I want some opinions about my list:
Lands 19
4 Flooded Strand
3 Polluted Delta
2 Tropical Island
1 Underground Sea
2 Tundra
5 Island
1 Forest
1 Plains
Creatures - 12
4 Tarmogoyf
3 Sower of Temptation
2 trygon Predator
3 Trinket mage
Spells - 29
4 Force of Will
4 Counterbalance
4 Brainstorm
4 Sword to Plowshares
3 Sensei's Divining Top
3 ponder
3 Spell Snare
2 Oblivion Ring
1 Pithing Needle
1 Enginneered Explosives
I would like to add 3 dazes in this deck, someone could help me?
or maybe bob!
isn't o-ring good anymore?
Charlatan
03-17-2009, 10:08 AM
For starters, that singleton Forest seems pretty worthless since you have no way to obtain it when you need it other than just drawing into it. Why not just play a playset of each fetch land? Not seeing any board, not sure what good Underground Sea is serving other than the base of your deck looks like NLU (Brassman version) + StP and he had them for Duress. Since you have opted to remove red and shackles, how do you deal with aggro? Is Stp enough until you get Sower? I know you have a single EE, but not all aggro decks can be wiped with a single EE like Slivers.

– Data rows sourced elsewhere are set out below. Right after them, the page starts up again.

//! Bounded queues between the radio callback context and the main loop.
//!
//! [`RxQueue`] and [`TxDoneQueue`] are fed from an ISR-like context and
//! drained by [`crate::stack::Stack::poll`], so they live behind a
//! critical-section mutex. The TX queues and the ACK observability queue are
//! only touched from the main loop and stay plain.

use core::cell::RefCell;

use critical_section::Mutex;
use heapless::Deque;

use driveway_wire::{Frame, MacAddr, MAX_FRAME};

use crate::config::{ACK_EVENT_DEPTH, RX_QUEUE_DEPTH, TX_DONE_DEPTH, TX_QUEUE_DEPTH};

/// One received frame, still unparsed.
#[derive(Clone)]
pub struct RxItem {
    pub mac: MacAddr,
    /// 0 when the radio cannot provide it.
    pub rssi: i8,
    len: u16,
    raw: [u8; MAX_FRAME],
}

impl RxItem {
    /// Copies `data` into a fresh item, truncating at the frame budget.
    pub fn new(mac: MacAddr, rssi: i8, data: &[u8]) -> Self {
        let len = data.len().min(MAX_FRAME);
        let mut raw = [0u8; MAX_FRAME];
        raw[..len].copy_from_slice(&data[..len]);
        RxItem {
            mac,
            rssi,
            len: len as u16,
            raw,
        }
    }

    pub fn bytes(&self) -> &[u8] {
        &self.raw[..self.len as usize]
    }
}

/// One scheduled transmission.
#[derive(Clone)]
pub(crate) struct TxItem {
    pub mac: MacAddr,
    pub reliable: bool,
    pub urgent: bool,
    /// Echoed by the reply that acts as the application-level ACK.
    pub seq: u16,
    pub tries_left: u8,
    /// When to (re)send next, monotonic ms.
    pub deadline_ms: u64,
    len: u16,
    raw: [u8; MAX_FRAME],
}

impl TxItem {
    pub fn from_frame(mac: MacAddr, frame: &Frame, reliable: bool, tries: u8, now_ms: u64) -> Self {
        let mut raw = [0u8; MAX_FRAME];
        raw[..frame.len()].copy_from_slice(frame.as_bytes());
        TxItem {
            mac,
            reliable,
            urgent: frame.urgent(),
            seq: frame.seq(),
            tries_left: tries,
            deadline_ms: now_ms,
            len: frame.len() as u16,
            raw,
        }
    }

    pub fn bytes(&self) -> &[u8] {
        &self.raw[..self.len as usize]
    }
}

/// Outcome of one reliable send, or a transport-level failure.
#[derive(Debug, Clone, Copy, PartialEq, Eq)]
pub struct AckEvent {
    pub mac: MacAddr,
    pub seq: u16,
    pub ok: bool,
}

/// Transport-level send completion reported by the radio callback.
#[derive(Debug, Clone, Copy, PartialEq, Eq)]
pub struct TxDone {
    pub mac: MacAddr,
    pub ok: bool,
}

/// Shared RX queue. Producers run in the radio's receive callback; the only
/// consumer is the stack loop. When full, the newest frame is dropped.
pub struct RxQueue {
    inner: Mutex<RefCell<Deque<RxItem, RX_QUEUE_DEPTH>>>,
}

impl RxQueue {
    pub const fn new() -> Self {
        RxQueue {
            inner: Mutex::new(RefCell::new(Deque::new())),
        }
    }

    /// Zero-wait push; `false` when the queue is saturated.
    pub fn push(&self, item: RxItem) -> bool {
        critical_section::with(|cs| self.inner.borrow_ref_mut(cs).push_back(item).is_ok())
    }

    pub fn pop(&self) -> Option<RxItem> {
        critical_section::with(|cs| self.inner.borrow_ref_mut(cs).pop_front())
    }

    pub fn clear(&self) {
        critical_section::with(|cs| self.inner.borrow_ref_mut(cs).clear());
    }
}

impl Default for RxQueue {
    fn default() -> Self {
        Self::new()
    }
}

/// Shared send-complete queue, same contexts as [`RxQueue`].
pub struct TxDoneQueue {
    inner: Mutex<RefCell<Deque<TxDone, TX_DONE_DEPTH>>>,
}

impl TxDoneQueue {
    pub const fn new() -> Self {
        TxDoneQueue {
            inner: Mutex::new(RefCell::new(Deque::new())),
        }
    }

    pub fn push(&self, done: TxDone) -> bool {
        critical_section::with(|cs| self.inner.borrow_ref_mut(cs).push_back(done).is_ok())
    }

    pub fn pop(&self) -> Option<TxDone> {
        critical_section::with(|cs| self.inner.borrow_ref_mut(cs).pop_front())
    }

    pub fn clear(&self) {
        critical_section::with(|cs| self.inner.borrow_ref_mut(cs).clear());
    }
}

impl Default for TxDoneQueue {
    fn default() -> Self {
        Self::new()
    }
}

/// Main-loop-only queues: normal and urgent TX plus ACK observability.
pub(crate) struct TxQueues {
    normal: Deque<TxItem, TX_QUEUE_DEPTH>,
    urgent: Deque<TxItem, TX_QUEUE_DEPTH>,
    ack: Deque<AckEvent, ACK_EVENT_DEPTH>,
}

impl TxQueues {
    pub const fn new() -> Self {
        TxQueues {
            normal: Deque::new(),
            urgent: Deque::new(),
            ack: Deque::new(),
        }
    }

    /// Routes by urgency; `false` when the target queue is saturated.
    pub fn push_tx(&mut self, item: TxItem) -> bool {
        if item.urgent {
            self.urgent.push_back(item).is_ok()
        } else {
            self.normal.push_back(item).is_ok()
        }
    }

    /// Urgent items always drain before normal ones.
    pub fn pop_tx(&mut self) -> Option<TxItem> {
        self.urgent.pop_front().or_else(|| self.normal.pop_front())
    }

    /// Overflow is tolerated here; the ack-memo ring keeps the scheduler
    /// correct even when an event is lost.
    pub fn push_ack(&mut self, ev: AckEvent) {
        let _ = self.ack.push_back(ev);
    }

    pub fn pop_ack(&mut self) -> Option<AckEvent> {
        self.ack.pop_front()
    }

    pub fn clear(&mut self) {
        self.normal.clear();
        self.urgent.clear();
        self.ack.clear();
    }
}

Sorry, i didn't make all the changes, yes. I'm based on Brassman's NLU version.
The main thing is about nimble, i think that he doesn't fit in white list anymore.

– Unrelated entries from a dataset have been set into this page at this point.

//! Liveness tracking and time synchronization.
//!
//! Every node pings its enabled peers each period and counts silence. The
//! time authority (the coordinator unless overridden) also broadcasts the
//! wall clock; everyone else sets their RTC from admitted TIME_SYNC frames.

use heapless::Vec;

use driveway_driver::{KvStore, Radio, Rtc};
use driveway_util::{info, warn};
use driveway_wire::{Frame, MacAddr, MsgType, PingBody, Role, TimeSync, VIRT_PHY};

use crate::adapters::Identity;
use crate::config::{HB_MISSED_LIMIT, HB_PERIOD_MS, MAX_PEERS, TIME_VALID_MIN_EPOCH};
use crate::stack::{RxObserver, Stack};

/// Per-peer liveness state.
#[derive(Debug, Clone, Copy)]
pub struct PeerHealth {
    pub mac: MacAddr,
    pub last_seen_ms: u64,
    pub last_rssi: i8,
    pub missed: u16,
    /// Set once when the peer is declared lost; cleared on the next RX.
    pub lost: bool,
}

pub struct Heartbeat<RT: Rtc> {
    rtc: RT,
    id: Identity,
    seq: u16,
    period_ms: u32,
    missed_limit: u16,
    last_beat_ms: u64,
    authority_override: bool,
    states: Vec<PeerHealth, MAX_PEERS>,
}

impl<RT: Rtc> Heartbeat<RT> {
    pub fn new(rtc: RT, id: Identity) -> Self {
        Heartbeat {
            rtc,
            id,
            seq: 1,
            period_ms: HB_PERIOD_MS,
            missed_limit: HB_MISSED_LIMIT,
            last_beat_ms: 0,
            authority_override: false,
            states: Vec::new(),
        }
    }

    pub fn set_period_ms(&mut self, period_ms: u32) {
        self.period_ms = if period_ms == 0 { HB_PERIOD_MS } else { period_ms };
    }

    pub fn set_missed_limit(&mut self, limit: u16) {
        self.missed_limit = if limit == 0 { HB_MISSED_LIMIT } else { limit };
    }

    /// Forces this node to act as the time authority regardless of role.
    pub fn set_authority_override(&mut self, on: bool) {
        self.authority_override = on;
    }

    pub fn is_authority(&self) -> bool {
        self.authority_override || self.id.role == Role::Icm
    }

    pub fn peer_health(&self, mac: MacAddr) -> Option<&PeerHealth> {
        self.states.iter().find(|s| s.mac == mac)
    }

    pub fn rtc(&self) -> &RT {
        &self.rtc
    }

    /// One heartbeat step. Call after `Stack::poll` with the same `now_ms`.
    pub fn tick<R: Radio, K: KvStore>(&mut self, stack: &mut Stack<'_, R, K>, now_ms: u64) {
        let peers = enabled_peers(stack);

        if now_ms.saturating_sub(self.last_beat_ms) < u64::from(self.period_ms) {
            self.check_loss(&peers, now_ms);
            return;
        }
        self.last_beat_ms = now_ms;

        for &mac in &peers {
            self.send_ping(stack, mac, now_ms);
            let period = u64::from(self.period_ms);
            if let Some(state) = self.ensure_state(mac) {
                if now_ms.saturating_sub(state.last_seen_ms) >= period {
                    state.missed += 1;
                }
            }
        }

        let epoch_s = self.rtc.unix_seconds();
        if self.is_authority() && epoch_s >= TIME_VALID_MIN_EPOCH {
            self.broadcast_time_sync(stack, &peers, epoch_s, now_ms);
        }

        self.check_loss(&peers, now_ms);
    }

    fn next_seq(&mut self) -> u16 {
        let seq = self.seq;
        self.seq = self.seq.wrapping_add(1);
        seq
    }

    fn send_ping<R: Radio, K: KvStore>(
        &mut self,
        stack: &mut Stack<'_, R, K>,
        mac: MacAddr,
        now_ms: u64,
    ) {
        let seq = self.next_seq();
        let body = PingBody::default();
        if let Some(frame) = self
            .id
            .reply(MsgType::Ping, seq, VIRT_PHY, now_ms, &body.to_bytes())
        {
            stack.send(mac, &frame, false, now_ms);
        }
    }

    fn broadcast_time_sync<R: Radio, K: KvStore>(
        &mut self,
        stack: &mut Stack<'_, R, K>,
        peers: &[MacAddr],
        epoch_s: u64,
        now_ms: u64,
    ) {
        let body = TimeSync::from_epoch_ms(epoch_s * 1000);
        let seq = self.next_seq();
        let Some(frame) = self
            .id
            .reply(MsgType::TimeSync, seq, VIRT_PHY, now_ms, &body.to_bytes())
        else {
            return;
        };
        for &mac in peers {
            stack.send(mac, &frame, false, now_ms);
        }
    }

    fn ensure_state(&mut self, mac: MacAddr) -> Option<&mut PeerHealth> {
        if let Some(idx) = self.states.iter().position(|s| s.mac == mac) {
            return Some(&mut self.states[idx]);
        }
        self.states
            .push(PeerHealth {
                mac,
                last_seen_ms: 0,
                last_rssi: 0,
                missed: 0,
                lost: false,
            })
            .ok()?;
        self.states.last_mut()
    }

    fn check_loss(&mut self, peers: &[MacAddr], now_ms: u64) {
        let period = u64::from(self.period_ms);
        let limit = self.missed_limit;
        for &mac in peers {
            let Some(state) = self.ensure_state(mac) else {
                continue;
            };
            let over_window = now_ms.saturating_sub(state.last_seen_ms) >= period * u64::from(limit);
            if (state.missed >= limit || over_window) && !state.lost {
                state.lost = true;
                warn!("peer lost: {} missed={}", mac, state.missed);
            }
        }
    }
}

/// Enabled peer MACs, snapshotted so the borrow does not span sends.
fn enabled_peers<R: Radio, K: KvStore>(stack: &Stack<'_, R, K>) -> Vec<MacAddr, MAX_PEERS> {
    stack
        .peers()
        .borrow()
        .all()
        .iter()
        .filter(|p| p.enabled)
        .map(|p| p.mac)
        .collect()
}

impl<RT: Rtc> RxObserver for Heartbeat<RT> {
    /// Post-admission hook: refresh liveness and apply time sync.
    fn on_admitted(&mut self, src: MacAddr, frame: &Frame, rssi: i8, now_ms: u64) {
        let authority = self.is_authority();
        if let Some(state) = self.ensure_state(src) {
            state.last_seen_ms = now_ms;
            state.last_rssi = rssi;
            state.missed = 0;
            if state.lost {
                state.lost = false;
                info!("peer recovered: {}", src);
            }
        }

        if !authority && frame.header().msg_type == MsgType::TimeSync.as_u8() {
            if let Some(ts) = TimeSync::decode(frame.body()) {
                self.rtc.set_unix_seconds(ts.epoch_ms() / 1000);
            }
        }
    }
}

I'm thinking about sower, trinket and even mystic to fill this blank. Look that lists:
LANDs 18
4 Flooded Strand
3 Windswept Heath
2 Tropical Island
2 Tundra
5 Island
1 Forest
1 Plains
Creatures - 10
4 Tarmogoyf
2 Sower of Temptation
2 trygon Predator
3 Trinket mage
Spells - 32
4 Force of Will
4 Counterbalance
3 Sensei's Divining Top
4 Brainstorm
4 Sword to Plowshares
2 ponder
3 daze
3 Spell Snare
2 Oblivion Ring
1 Pithing Needle
1 Enginneered Explosives
OR
LANDs 19
4 Flooded Strand
3 Windswept Heath
2 Tropical Island
2 Tundra
6 Island
1 Forest
1 Plains
Creatures - 9
4 Tarmogoyf
3 Sower of Temptation
2 trygon Predator
Spells - 32
4 Force of Will
4 Counterbalance
3 Sensei's Divining Top
4 Brainstorm
4 Sword to Plowshares
3 daze
2 ponder
2 Spell Snare/Counterspel/rushing river
2 Oblivion Ring
2 Enginneered Explosives
And i didn't think about SB yet
thefreakaccident
03-17-2009, 12:42 PM
I am assuming that the 3 missing cards in your first list are daze :wink:
Citrus-God
03-17-2009, 01:27 PM
For Counterbalance mirrors, has anybody thought about boarding Boseiju in? I can imagine that card being insane with NO as well. Being able to immediately tap out for it sounds awesome. I played Boseiju in Landstill, and that card was awesome. I'm sure it would apply here as well.
Shawn
03-19-2009, 01:57 PM
Boseiju, Who Shelters All
Legendary Land
Boseiju, Who Shelters All comes into play tapped.
{T}, Pay 2 life: Add {1} to your mana pool.If that mana is spent on an instant or sorcery spell, that spell can't be countered by spells or abilities.
What instants or sorceries do you really want to make uncounterable that have colorless mana in their cost? If you are worried about Counterbalance mirrors, just play more Grips, Predators, or Explosives.